Las instantáneas que vais a ver son un simple ejemplo, unas imágenes que, además de con la cámara, he grabado en mi memoria para saborear estos días de vacaciones que están a punto de expirar. No me preocupo, quedan más, aunque a finales de año. La mayoría de las fotos están tomadas en Sevilla, como os podréis imaginar.

Estas vacaciones las hemos pasado en casa, aunque varios días hemos salido para visitar diversos lugares, como Gibraltar, los parques temáticos de Selwo Aventura, Selwo Marina, Teleférico, Sevilla. Se han quedado varios sitios en el tintero, pero el calor y las ganas de descansar lo han motivado.

De todas las visitas me quedo, por supuesto, con Sevilla. Ya dice una canción que Sevilla tiene un coló espesiá, y así es, aunque tengas el cuerpo atrapado entre 45º de temperatura. Sólo me faltó beberme el Guadalquivir. Ese día, tras aparcar, como casi siempre, en el aparcamiento del Teatro Lope de Vega, nos dirigimos a pie hasta el centro histórico, entorno en el que destaca la Catedral de Santa María con su torre, la tan afamada Giralda y su Giraldillo. Tras tomar unas fotos contratamos una visita guiada por el Barrio de Santa Cruz, ya que los Reales Alcázares estaban cerrados al ser lunes. Caminando vamos hasta la Torre del Oro para comenzar la visita. Se presenta la chica y la seguimos hasta una de las puertas de los jardínes frente a la Catedral. Comenzamos a callejear por unas angostas callecitas, hoy llamadas en su conjunto Barrio de Santa Cruz, aunque en sus orígenes conformaban el Barrio Judío o Judería. La chica nos contó algunas historias y leyendas propias de un lugar con tanto pasado a sus espaldas. Lugares con mucho encanto, conventos, casas señoriales, la casa del pintor Murillo, placitas que invitan a sentarte bajo un delicioso naranjo. La visita acaba junto al edificio del gobierno provincial.

Ahora toca comer. Volvemos caminando hasta el coche, en el que tenemos los bocadillos de pollo con tomate y la nevera con bebidas. Comemos y bebemos frente al Teatro y bajo un frondo árbol. Inciso. Para comentar que el entorno de este fabuloso teatro merece un poco de atención por parte de las autoridades, pues lo que antaño eran unos jardines fabulosos, hoy día es un lugar desolado y ansioso por recibir un poco de cariño por parte de la ciudad.

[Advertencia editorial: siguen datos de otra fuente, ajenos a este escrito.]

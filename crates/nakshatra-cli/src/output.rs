//! Output formatting for the CLI.

use crate::config::OutputFormat;
use crate::error::Result;
use crate::report::{ComparisonReport, Explanation, RankingRow, ScoreReport};
use colored::*;
use nakshatra_catalog::records::question_to_record;
use nakshatra_catalog::ValidationResult;
use nakshatra_domain::Question;
use tabled::{
    builder::Builder,
    settings::{object::Rows, Alignment, Modify, Style},
};

/// Output formatter.
pub struct Formatter {
    format: OutputFormat,
    color_enabled: bool,
}

impl Formatter {
    /// Create a new formatter.
    pub fn new(format: OutputFormat, color_enabled: bool) -> Self {
        Self {
            format,
            color_enabled,
        }
    }

    /// Selected output format.
    pub fn format(&self) -> OutputFormat {
        self.format
    }

    /// Format a scored response set.
    pub fn format_score(&self, report: &ScoreReport) -> Result<String> {
        match self.format {
            OutputFormat::Json => Ok(serde_json::to_string_pretty(report)?),
            OutputFormat::Quiet => Ok(report.token.clone()),
            OutputFormat::Table => {
                let mut builder = Builder::default();
                builder.push_record(["Axis", "Score", "Label"]);
                for axis in &report.axes {
                    builder.push_record([axis.name.clone(), format!("{:+.2}", axis.value), axis.label.clone()]);
                }

                let mut out = self.table(builder);
                out.push('\n');
                out.push_str(&format!("Lean: {}\n", self.colorize(&report.lean, "cyan")));
                out.push_str(&format!(
                    "Answered: {}/{} ({}%)\n",
                    report.answered, report.total, report.completion
                ));
                if !report.complete {
                    out.push_str(&self.warning("Incomplete: unanswered axes score as neutral"));
                    out.push('\n');
                }
                out.push_str(&format!("Share: {}", report.token));
                Ok(out)
            }
        }
    }

    /// Format a ranked comparison.
    pub fn format_ranking(&self, rows: &[RankingRow]) -> Result<String> {
        match self.format {
            OutputFormat::Json => Ok(serde_json::to_string_pretty(rows)?),
            OutputFormat::Quiet => Ok(rows.iter().map(|r| r.id.as_str()).collect::<Vec<_>>().join("\n")),
            OutputFormat::Table => {
                if rows.is_empty() {
                    return Ok(self.colorize("No entities to compare.", "yellow"));
                }

                let mut builder = Builder::default();
                builder.push_record(["#", "Name", "Short", "Distance", "Match", "Verdict"]);
                for row in rows {
                    builder.push_record([
                        row.rank.to_string(),
                        row.name.clone(),
                        row.short_name.clone().unwrap_or_default(),
                        format!("{:.3}", row.distance),
                        format!("{}%", row.match_score),
                        row.band.clone(),
                    ]);
                }
                Ok(self.table(builder))
            }
        }
    }

    /// Format a detailed comparison against one target.
    pub fn format_comparison(&self, report: &ComparisonReport) -> Result<String> {
        match self.format {
            OutputFormat::Json => Ok(serde_json::to_string_pretty(report)?),
            OutputFormat::Quiet => Ok(format!("{} {}", report.id, report.match_score)),
            OutputFormat::Table => Ok(self.comparison_table("Compared with:", report)),
        }
    }

    /// Format a full explanation.
    pub fn format_explanation(&self, explanation: &Explanation) -> Result<String> {
        match self.format {
            OutputFormat::Json => Ok(serde_json::to_string_pretty(explanation)?),
            OutputFormat::Quiet => Ok(explanation
                .axes
                .iter()
                .map(|a| a.label.as_str())
                .collect::<Vec<_>>()
                .join("\n")),
            OutputFormat::Table => {
                let mut out = format!(
                    "{} {}\n",
                    self.colorize("Political lean:", "cyan"),
                    explanation.lean
                );

                for axis in &explanation.axes {
                    out.push('\n');
                    out.push_str(&format!(
                        "{} {:+.2}  {}\n",
                        self.colorize(&axis.name, "magenta"),
                        axis.value,
                        axis.label
                    ));
                    out.push_str(&format!("  {}\n", axis.description));
                    for example in &axis.examples {
                        out.push_str(&format!("  • {}\n", example));
                    }
                    if let Some(party) = &axis.closest_party {
                        out.push_str(&format!("  Closest party: {} ({:+.2})\n", party.name, party.value));
                    }
                    if let Some(leader) = &axis.closest_leader {
                        out.push_str(&format!("  Closest leader: {} ({:+.2})\n", leader.name, leader.value));
                    }
                    if let Some(spread) = &axis.party_spread {
                        out.push_str(&format!(
                            "  Party range: {} ({:+.2}) to {} ({:+.2})\n",
                            spread.min.name, spread.min.value, spread.max.name, spread.max.value
                        ));
                    }
                }

                if let Some(report) = &explanation.closest_party {
                    out.push('\n');
                    out.push_str(&self.comparison_table("Closest match:", report));
                    out.push('\n');
                }
                out.push_str(&format!("\nShare: {}", explanation.token));
                Ok(out)
            }
        }
    }

    /// Format the question catalog.
    pub fn format_questions(&self, questions: &[&Question]) -> Result<String> {
        match self.format {
            OutputFormat::Json => {
                let records: Vec<_> = questions.iter().map(|q| question_to_record(q)).collect();
                Ok(serde_json::to_string_pretty(&records)?)
            }
            OutputFormat::Quiet => Ok(questions
                .iter()
                .map(|q| q.id.as_str())
                .collect::<Vec<_>>()
                .join("\n")),
            OutputFormat::Table => {
                if questions.is_empty() {
                    return Ok(self.colorize("No questions found.", "yellow"));
                }

                let mut builder = Builder::default();
                builder.push_record(["ID", "Axis", "Rev", "Weight", "Statement"]);
                for q in questions {
                    builder.push_record([
                        q.id.to_string(),
                        q.axis.to_string(),
                        if q.reverse { "yes".to_string() } else { String::new() },
                        format!("{}", q.weight),
                        q.text.clone().unwrap_or_default(),
                    ]);
                }
                Ok(self.table(builder))
            }
        }
    }

    /// Format a validation result.
    pub fn format_validation(&self, result: &ValidationResult) -> Result<String> {
        match self.format {
            OutputFormat::Json => {
                let json = serde_json::json!({
                    "accepted": result.is_accepted(),
                    "rejections": result.reasons.iter().map(ToString::to_string).collect::<Vec<_>>(),
                    "warnings": result.warnings.iter().map(ToString::to_string).collect::<Vec<_>>(),
                });
                Ok(serde_json::to_string_pretty(&json)?)
            }
            OutputFormat::Quiet => Ok(if result.is_accepted() { "ok" } else { "rejected" }.to_string()),
            OutputFormat::Table => {
                let mut lines = Vec::new();
                for reason in &result.reasons {
                    lines.push(self.error(&reason.to_string()));
                }
                for warning in &result.warnings {
                    lines.push(self.warning(&warning.to_string()));
                }
                lines.push(if result.is_accepted() {
                    self.success("Catalog accepted")
                } else {
                    self.error(&format!("Catalog rejected ({} problem(s))", result.reasons.len()))
                });
                Ok(lines.join("\n"))
            }
        }
    }

    fn comparison_table(&self, heading: &str, report: &ComparisonReport) -> String {
        let mut builder = Builder::default();
        builder.push_record(["Axis", "You", report.name.as_str(), "", "Alignment", "Match"]);
        for row in &report.alignments {
            builder.push_record([
                row.name.clone(),
                format!("{:+.2}", row.user),
                format!("{:+.2}", row.target),
                self.symbol(row.symbol),
                row.level.clone(),
                format!("{}%", row.match_percent),
            ]);
        }

        let mut out = format!(
            "{} {} ({}%, {})\n",
            self.colorize(heading, "cyan"),
            report.name,
            report.match_score,
            report.verdict
        );
        if !report.ideology.is_empty() {
            out.push_str(&format!("Ideology: {}\n", report.ideology.join(" · ")));
        }
        if let Some(party) = &report.party {
            out.push_str(&format!("Party: {}\n", party));
        }
        if !report.leaders.is_empty() {
            out.push_str(&format!("Leaders: {}\n", report.leaders.join(", ")));
        }
        out.push_str(&self.table(builder));
        for row in &report.alignments {
            out.push_str(&format!("\n  {}", row.sentence));
        }
        if !report.key_policies.is_empty() {
            out.push_str("\n\nKey policies:");
            for policy in &report.key_policies {
                out.push_str(&format!("\n  • {}", policy));
            }
        }
        out
    }

    fn table(&self, builder: Builder) -> String {
        let mut table = builder.build();
        table
            .with(Style::rounded())
            .with(Modify::new(Rows::first()).with(Alignment::center()));
        table.to_string()
    }

    fn symbol(&self, symbol: &str) -> String {
        match symbol {
            "✓" => self.colorize(symbol, "green"),
            "~" => self.colorize(symbol, "yellow"),
            _ => self.colorize(symbol, "red"),
        }
    }

    /// Format a success message.
    pub fn success(&self, message: &str) -> String {
        self.colorize(&format!("✓ {}", message), "green")
    }

    /// Format an error message.
    pub fn error(&self, message: &str) -> String {
        self.colorize(&format!("✗ {}", message), "red")
    }

    /// Format an info message.
    pub fn info(&self, message: &str) -> String {
        self.colorize(&format!("ℹ {}", message), "blue")
    }

    /// Format a warning message.
    pub fn warning(&self, message: &str) -> String {
        self.colorize(&format!("⚠ {}", message), "yellow")
    }

    /// Colorize text if color is enabled.
    fn colorize(&self, text: &str, color: &str) -> String {
        if !self.color_enabled {
            return text.to_string();
        }

        match color {
            "red" => text.red().to_string(),
            "green" => text.green().to_string(),
            "blue" => text.blue().to_string(),
            "yellow" => text.yellow().to_string(),
            "cyan" => text.cyan().to_string(),
            "magenta" => text.magenta().to_string(),
            _ => text.to_string(),
        }
    }
}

Tras el tentempie, volvemos caminando para regresar hasta la Torre del Oro, donde tenemos que montarnos en un autobús de esos como los londinentes para dar una vuelta por toda Sevilla. Mientras vamos escuchando explicaciones sobre los orígenes y las maravillas sevillanas, el agobio por el calor aumenta, razón por la cual decidimos dejar Isla Mágica para otra ocasión, así que tras llegar al punto de destino y regresar hasta el coche ponemos punto y final a nuestra visita a Sevilla, que le decido a mi amiga y hadita desveladora Marilia, por ayudar a que Sevilla tenga ese color tan especial.

Ahora toca reponer fuerzas y ánimos para enfrentarse de nuevo a la jauría laboral. Ozú, que me pongo malo.